Early diagnosis and appropriate staging of pancreatic adenocarcinoma is of vital importance to possibly detect this otherwise lethal disease at a curable phase and to stratify patients who would benefit the most from surgical resection. The availability of endoscopic ultrasound (EUS) with its unique capability of obtaining refine images of the pancreas has represented a major breakthrough in the management of these difficult tasks. Furthermore, the ability to perform fine needle aspiration (FNA) under real time EUS guidance has offered the possibility to reach a definite diagnosis which has a major impact on the decision making process in the care of patients with both resectable and unresecectable pancreatic cancer. In parallel to the widespread importance of diagnostic EUS, the therapeutic applications of EUS are increasing and may further expand the role of this procedure in the management of pancreatic cancer.
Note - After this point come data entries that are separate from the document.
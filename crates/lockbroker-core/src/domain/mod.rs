//! Domain layer
//!
//! Contains the locking domain: sessions, the lock table and the policies
//! that govern them.

pub mod locking;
This article focuses on the current role of EUS and EUS-FNA in the diagnosis and staging of solid pancreatic lesions in different clinical scenarios, including those individuals at a high risk of developing pancreatic cancer and who may be candidates for a EUS-based screening and surveillance program. Data on the emerging therapeutic role of EUS for pancreatic cancer treatment will also be reviewed.

摘要

早期诊断和适当分期胰腺腺癌对于可能在可治愈阶段检测到这种致命疾病并对最受益于手术切除的患者进行分层至关重要。内镜超声(EUS)的出现及其获得胰腺精细图像的独特能力代表了这些困难任务管理的重大突破。此外,实时 EUS 引导下进行细针抽吸(FNA)的能力提供了明确诊断的可能性,这对可切除和不可切除胰腺癌患者的护理决策过程产生了重大影响。与诊断性 EUS 的广泛重要性并行的是,EUS 的治疗应用正在增加,并且可能进一步扩大该程序在胰腺癌管理中的作用。本文重点介绍了 EUS 和 EUS-FNA 在不同临床情况下诊断和分期实性胰腺病变的当前作用,包括那些患胰腺癌风险较高且可能是 EUS 筛查和监测计划候选者的个体。还将回顾 EUS 在胰腺癌治疗中的新兴治疗作用的数据。